Les financements du contrat de projets ont été essentiellement dédiés aux opérations d’optimisation de la collecte, plus qu’aux projets de traitement des déchets.
Les modes de traitement des déchets ont d’ailleurs peu évolué : l’enfouissement pour les ordures ménagères résiduelles et l’exportation pour les déchets recyclables. Le Pays ne joue pas un rôle moteur dans le réemploi des déchets recyclables au titre de sa politique « achats ».
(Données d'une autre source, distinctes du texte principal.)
//! The generation broker.

use std::time::Duration;

use tracing::debug;

use liveforge_protocols::error::BrokerError;
use liveforge_protocols::message::{GenerateReply, GenerateRequest};
use liveforge_protocols::patch::{Patch, PatchState};
use liveforge_protocols::provider::{ProviderConfig, ProviderKind};

use crate::parse::parse_patch_text;
use crate::prompt::Prompts;
use crate::providers::{OllamaProvider, OpenAiCompatibleProvider, PatchProvider};

#[cfg(test)]
#[path = "broker_tests.rs"]
mod tests;

/// Bound on one outbound model call. Expiry surfaces as a distinct
/// timeout error; nothing retries automatically.
pub const DEFAULT_TIMEOUT: Duration = Duration::from_secs(30);

/// Maps instruction + current patch to a new patch through the configured
/// provider.
pub struct Broker {
    client: reqwest::Client,
    timeout: Duration,
    openai: OpenAiCompatibleProvider,
    ollama: OllamaProvider,
}

impl Default for Broker {
    fn default() -> Self {
        Self::new()
    }
}

impl Broker {
    pub fn new() -> Self {
        Self::with_timeout(DEFAULT_TIMEOUT)
    }

    /// Broker with a custom outbound timeout.
    pub fn with_timeout(timeout: Duration) -> Self {
        Self {
            client: reqwest::Client::new(),
            timeout,
            openai: OpenAiCompatibleProvider,
            ollama: OllamaProvider,
        }
    }

    /// Generate a new patch from a free-text instruction and the current
    /// patch. Fails with a distinguishable error rather than returning a
    /// garbage patch.
    pub async fn generate(
        &self,
        instruction: &str,
        current: &PatchState,
        config: &ProviderConfig,
    ) -> Result<Patch, BrokerError> {
        let prompts = Prompts::build(instruction, current);
        let provider: &dyn PatchProvider = match config.provider {
            ProviderKind::OpenAiCompatible => &self.openai,
            ProviderKind::Ollama => &self.ollama,
        };
        debug!(
            provider = provider.id(),
            model = config.effective_model(),
            "Requesting patch generation"
        );
        let raw = provider
            .fetch_patch_text(&self.client, config, &prompts, self.timeout)
            .await?;
        parse_patch_text(&raw)
    }

    /// Serve a wire-level generate request, producing the wire-level
    /// reply with the explanation split out of the patch.
    pub async fn serve(&self, request: GenerateRequest) -> GenerateReply {
        match self
            .generate(
                &request.instruction,
                &request.current_patch,
                &request.provider_config,
            )
            .await
        {
            Ok(mut patch) => {
                let explanation = std::mem::take(&mut patch.explanation);
                GenerateReply::success(patch, explanation)
            }
            Err(e) => GenerateReply::failure(e.to_string()),
        }
    }
}
//! Control surface errors.
//!
//! The surface is the terminal consumer: lower-level failures propagate up
//! into it and are rendered for the user; nothing retries automatically.

use thiserror::Error;

use super::{BrokerError, StoreError};

/// Errors surfaced by the control surface.
#[derive(Debug, Error)]
pub enum SurfaceError {
    /// No page is registered as the active target.
    #[error("No active target")]
    NoActiveTarget,

    /// The named target is not registered.
    #[error("Unknown target: {0}")]
    UnknownTarget(String),

    /// A generate request was issued with an empty instruction.
    #[error("Instruction must not be empty")]
    EmptyInstruction,

    #[error(transparent)]
    Store(#[from] StoreError),

    #[error(transparent)]
    Broker(#[from] BrokerError),
}

#[cfg(test)]
mod tests {
    use super::*;

    #[test]
    fn test_no_active_target_message() {
        assert_eq!(SurfaceError::NoActiveTarget.to_string(), "No active target");
    }

    #[test]
    fn test_store_error_is_transparent() {
        let err = SurfaceError::from(StoreError::Injection("boom".to_string()));
        assert!(err.to_string().contains("boom"));
    }

    #[test]
    fn test_broker_error_is_transparent() {
        let err = SurfaceError::from(BrokerError::Timeout(30));
        assert!(err.to_string().contains("Timeout"));
    }
}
La création de nouvelles déchetteries et la réhabilitation des décharges constituent deux problématiques majeures qui ont peu progressé au cours de la période. Pour les îles, la possibilité de création de centres d’enfouissements techniques simplifiés, désormais prévus par le Code de l’environnement, et qui permettraient de mettre fin aux dépotoirs sauvages, ne s’est
pas encore concrétisée.
En matière d’alimentation en eau potable, les investissements du contrat de projets ont été principalement affectés aux opérations de rénovation du réseau d’eau, ce qui semble cohérent avec la vétusté des réseaux et le taux de fuite (déperdition de la ressource). Compte tenu de l’importance de l’enjeu et des financements dédiés, le Pays gagnerait à mieux suivre le taux de rendement des réseaux afin d’examiner son évolution et les besoins restants.
L’assainissement des eaux usées a bénéficié de moins de financements du contrat de projet que les autres domaines (certains investissements sont toutefois subventionnés par le Pays hors de ce cadre ou par le Fonds européen de développement).
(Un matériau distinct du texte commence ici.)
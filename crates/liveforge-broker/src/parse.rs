//! Tolerant patch extraction from model output.

use serde_json::Value;

use liveforge_protocols::error::BrokerError;
use liveforge_protocols::patch::Patch;

#[cfg(test)]
#[path = "parse_tests.rs"]
mod tests;

/// Explanation used when the model omits one.
pub const DEFAULT_EXPLANATION: &str = "Patch generated.";

/// Extract a patch from raw model output.
///
/// Strict JSON is tried first; if that fails or does not yield an object,
/// the first brace-delimited object in the text is parsed instead. Every
/// field defaults to empty when absent or not a string; nothing in the
/// reply is trusted to be present.
pub fn parse_patch_text(raw: &str) -> Result<Patch, BrokerError> {
    let object = match serde_json::from_str::<Value>(raw) {
        Ok(value) if value.is_object() => value,
        _ => {
            let excerpt = extract_json_object(raw).ok_or_else(|| {
                BrokerError::MalformedOutput("reply did not contain a JSON object".to_string())
            })?;
            serde_json::from_str::<Value>(excerpt)
                .map_err(|e| BrokerError::MalformedOutput(e.to_string()))?
        }
    };

    let explanation = string_field(&object, "explanation");
    Ok(Patch {
        markup: string_field(&object, "markup"),
        style: string_field(&object, "style"),
        script: string_field(&object, "script"),
        explanation: if explanation.is_empty() {
            DEFAULT_EXPLANATION.to_string()
        } else {
            explanation
        },
    })
}

fn string_field(object: &Value, key: &str) -> String {
    object
        .get(key)
        .and_then(Value::as_str)
        .unwrap_or_default()
        .to_string()
}

/// First `{` through the last `}`, mirroring a greedy brace match.
fn extract_json_object(raw: &str) -> Option<&str> {
    let start = raw.find('{')?;
    let end = raw.rfind('}')?;
    if end < start {
        return None;
    }
    Some(&raw[start..=end])
}
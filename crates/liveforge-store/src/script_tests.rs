use std::sync::atomic::{AtomicUsize, Ordering};
use std::sync::Arc;

use super::*;
use crate::host::InMemoryPage;

#[test]
fn test_effects_run_in_registration_order() {
    let log = Arc::new(std::sync::Mutex::new(Vec::new()));
    let mut effects = ScriptEffectSet::new();
    for label in ["first", "second", "third"] {
        let log = log.clone();
        effects.register(Box::new(move || {
            log.lock().unwrap().push(label);
            Ok(())
        }));
    }
    effects.run_all();
    assert_eq!(*log.lock().unwrap(), vec!["first", "second", "third"]);
    assert!(effects.is_empty());
}

#[test]
fn test_failed_cleanup_does_not_stop_the_drain() {
    let counter = Arc::new(AtomicUsize::new(0));
    let mut effects = ScriptEffectSet::new();
    effects.register(Box::new(|| Err(ScriptError::new("element already gone"))));
    let counter_clone = counter.clone();
    effects.register(Box::new(move || {
        counter_clone.fetch_add(1, Ordering::SeqCst);
        Ok(())
    }));
    effects.run_all();
    assert_eq!(counter.load(Ordering::SeqCst), 1);
    assert!(effects.is_empty());
}

#[test]
fn test_run_all_on_empty_set_is_a_noop() {
    let mut effects = ScriptEffectSet::new();
    effects.run_all();
    assert!(effects.is_empty());
}

#[test]
fn test_api_append_to_body_reaches_the_host() {
    let mut page = InMemoryPage::new();
    let mut effects = ScriptEffectSet::new();
    let mut api = ScriptApi::new(&mut page, &mut effects);
    api.append_to_body(DetachedElement::new("span", "<span>hi</span>"));
    assert_eq!(page.body().len(), 1);
}

#[test]
fn test_api_on_cleanup_registers_into_the_effect_set() {
    let mut page = InMemoryPage::new();
    let mut effects = ScriptEffectSet::new();
    let mut api = ScriptApi::new(&mut page, &mut effects);
    api.on_cleanup(|| Ok(()));
    assert_eq!(effects.len(), 1);
}

#[test]
fn test_disabled_engine_rejects_script() {
    let mut page = InMemoryPage::new();
    let mut effects = ScriptEffectSet::new();
    let mut api = ScriptApi::new(&mut page, &mut effects);
    let mut engine = DisabledScriptEngine;
    let result = engine.execute("console.log('hi')", &mut api);
    assert!(result.is_err());
}
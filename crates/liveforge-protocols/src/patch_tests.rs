use super::*;

#[test]
fn test_empty_state_is_empty() {
    assert!(PatchState::empty().is_empty());
}

#[test]
fn test_state_with_markup_is_not_empty() {
    let state = PatchState {
        markup: "<b>x</b>".to_string(),
        ..Default::default()
    };
    assert!(!state.is_empty());
}

#[test]
fn test_merge_retains_omitted_fields() {
    let state = PatchState {
        markup: "<b>x</b>".to_string(),
        style: "b{color:red}".to_string(),
        script: "let a = 1;".to_string(),
    };
    let next = state.merged(&PatchRequest::new().with_style("b{color:blue}"));
    assert_eq!(next.markup, "<b>x</b>");
    assert_eq!(next.style, "b{color:blue}");
    assert_eq!(next.script, "let a = 1;");
}

#[test]
fn test_merge_empty_request_is_identity() {
    let state = PatchState {
        markup: "<i>a</i>".to_string(),
        style: "i{}".to_string(),
        script: String::new(),
    };
    assert_eq!(state.merged(&PatchRequest::new()), state);
}

#[test]
fn test_merge_explicit_empty_clears_field() {
    let state = PatchState {
        markup: "<i>a</i>".to_string(),
        ..Default::default()
    };
    let next = state.merged(&PatchRequest::new().with_markup(""));
    assert_eq!(next.markup, "");
}

#[test]
fn test_request_serializes_without_omitted_fields() {
    let json = serde_json::to_string(&PatchRequest::new().with_markup("<p>hi</p>")).unwrap();
    assert!(json.contains("markup"));
    assert!(!json.contains("style"));
    assert!(!json.contains("script"));
}

#[test]
fn test_request_deserializes_missing_fields_as_none() {
    let request: PatchRequest = serde_json::from_str("{}").unwrap();
    assert_eq!(request, PatchRequest::new());
}

#[test]
fn test_patch_deserializes_with_defaults() {
    let patch: Patch = serde_json::from_str(r#"{"markup":"<p>hi</p>"}"#).unwrap();
    assert_eq!(patch.markup, "<p>hi</p>");
    assert_eq!(patch.style, "");
    assert_eq!(patch.script, "");
    assert_eq!(patch.explanation, "");
}

#[test]
fn test_request_from_patch_applies_all_fields() {
    let patch = Patch {
        markup: "<p>hi</p>".to_string(),
        style: String::new(),
        script: String::new(),
        explanation: "done".to_string(),
    };
    let request = PatchRequest::from(patch);
    assert_eq!(request.markup.as_deref(), Some("<p>hi</p>"));
    assert_eq!(request.style.as_deref(), Some(""));
    assert_eq!(request.script.as_deref(), Some(""));
}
L’assainissement collectif public progresse lentement sur la zone urbaine de Tahiti en raison notamment d’une dynamique intercommunale encore peu développée. La connexion des communes de Arue et Pirae au réseau de Papeete est incertaine à ce stade (malgré l’annonce très récente d’une relance du processus), et la SEM d’assainissement des eaux de Tahiti à vocation
intercommunale, a finalement centré son action sur les eaux usées de la commune de Punaauia.
La commune de Faa’a, la plus peuplée de la Polynésie française, ne dispose pas de réseau d’assainissement collectif sur son territoire. Enfin, le contrôle du Pays sur les installations d’assainissement collectif autonome est défaillant.
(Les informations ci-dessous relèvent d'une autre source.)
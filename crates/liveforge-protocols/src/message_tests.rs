use super::*;

#[test]
fn test_apply_message_wire_shape() {
    let msg = StoreMessage::Apply(PatchRequest::new().with_markup("<p>hi</p>"));
    let json = serde_json::to_value(&msg).unwrap();
    assert_eq!(json["type"], "apply");
    assert_eq!(json["payload"]["markup"], "<p>hi</p>");
}

#[test]
fn test_reset_message_wire_shape() {
    let json = serde_json::to_value(StoreMessage::Reset).unwrap();
    assert_eq!(json["type"], "reset");
}

#[test]
fn test_get_state_round_trip() {
    let json = serde_json::to_string(&StoreMessage::GetState).unwrap();
    let back: StoreMessage = serde_json::from_str(&json).unwrap();
    assert_eq!(back, StoreMessage::GetState);
}

#[test]
fn test_success_reply_omits_error() {
    let reply = StoreReply::success(PatchState::empty());
    let json = serde_json::to_value(&reply).unwrap();
    assert_eq!(json["ok"], true);
    assert!(json.get("error").is_none());
}

#[test]
fn test_failure_reply_omits_state() {
    let reply = StoreReply::failure("script threw");
    let json = serde_json::to_value(&reply).unwrap();
    assert_eq!(json["ok"], false);
    assert_eq!(json["error"], "script threw");
    assert!(json.get("state").is_none());
}

#[test]
fn test_reply_into_result() {
    let state = PatchState {
        markup: "<b>x</b>".to_string(),
        ..Default::default()
    };
    let reply = StoreReply::success(state.clone());
    assert_eq!(reply.into_result().unwrap(), state);
    assert!(StoreReply::failure("boom").into_result().is_err());
}

#[test]
fn test_generate_reply_success_shape() {
    let patch = Patch {
        markup: "<p>hi</p>".to_string(),
        ..Default::default()
    };
    let json = serde_json::to_value(GenerateReply::success(patch, "done")).unwrap();
    assert_eq!(json["ok"], true);
    assert_eq!(json["patch"]["markup"], "<p>hi</p>");
    assert_eq!(json["explanation"], "done");
}
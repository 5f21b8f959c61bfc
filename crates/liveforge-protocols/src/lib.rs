//! # LiveForge Protocols
//!
//! Shared protocol definitions for the LiveForge components:
//!
//! - **Patch types**: the unit of page modification exchanged between the
//!   generation broker, the control surface, and the patch store.
//! - **Messages**: request/response pairs crossing component boundaries.
//!   All payloads cross by serialized copy; no shared references.
//! - **Provider config**: the two supported model-backend shapes.
//! - **Errors**: per-domain error enums.
//!
//! This crate performs no I/O.

pub mod error;
pub mod message;
pub mod patch;
pub mod provider;

pub use message::{GenerateReply, GenerateRequest, StoreMessage, StoreReply};
pub use patch::{Patch, PatchRequest, PatchState};
pub use provider::{ProviderConfig, ProviderKind};
//! Patch store errors.

use thiserror::Error;

/// Errors surfaced by the patch store.
///
/// Reset and GetState never fail; Apply fails only when injected script
/// throws. `ChannelClosed` can only occur at the actor boundary, when the
/// store task has shut down.
#[derive(Debug, Error)]
pub enum StoreError {
    /// Injected script threw during execution. Markup and style from the
    /// same apply remain committed; the script field does not advance.
    #[error("Injected script failed: {0}")]
    Injection(String),

    #[error("Patch store is no longer running: {0}")]
    ChannelClosed(String),
}
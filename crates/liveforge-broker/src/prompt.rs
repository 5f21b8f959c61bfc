//! Prompt construction.
//!
//! The system message constrains the model to reply with a bare JSON
//! object carrying the patch fields; the user message carries the current
//! patch state and the instruction.

use liveforge_protocols::patch::PatchState;

const SYSTEM_PROMPT: &str = r#"You generate live frontend patches. Reply with JSON only: {"markup":"...","style":"...","script":"...","explanation":"..."}.
Rules:
- markup: HTML fragment rendered inside the managed container.
- style: CSS rules for the fragment or the page.
- script: optional, safe browser code. Avoid external scripts.
- explanation: one short sentence describing the change.
No markdown. No code fences."#;

/// A system/user prompt pair for one generation.
#[derive(Debug, Clone, PartialEq, Eq)]
pub struct Prompts {
    pub system: String,
    pub user: String,
}

impl Prompts {
    /// Build prompts from the instruction and the committed patch state.
    pub fn build(instruction: &str, current: &PatchState) -> Self {
        let user = format!(
            "Current patch state:\nMARKUP:\n{}\n\nSTYLE:\n{}\n\nSCRIPT:\n{}\n\nInstruction:\n{}",
            current.markup, current.style, current.script, instruction
        );
        Self {
            system: SYSTEM_PROMPT.to_string(),
            user,
        }
    }
}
Le service public de l’assainissement non collectif est pour l’instant quasiment inexistant. Les objectifs de création des SPANC montrent que les échéances du code général des collectivités territoriales (CGCT) risquent de ne pas être respectées pour de nombreuses communes.
Compte tenu de celles-ci pour la mise en œuvre du service de l’assainissement pour 2024, la Chambre invite le Pays à considérer ce domaine comme prioritaire dans le cadre de ses rôles de pilotage des politiques, de financement et d’accompagnement des communes.
La Chambre observe que la plupart de ses observations et recommandations formulées dans son rapport publié en 2017 consacré à l’environnement restent encore d’actualité pour l’eau, l’assainissement et les déchets.
Les années qui ont précédé la crise sanitaire n’ont pas été suffisamment mises à profit pour développer les politiques environnementales en matière d’eau, d’assainissement et de déchets.
Au sortir de la crise, la relance économique devra intégrer les nécessaires investissements dans ces domaines afin d’une part, de répondre aux légitimes besoins de la population et d’autre part, de ne pas dégrader l’image du territoire sur un marché touristique
mondial hautement compétitif.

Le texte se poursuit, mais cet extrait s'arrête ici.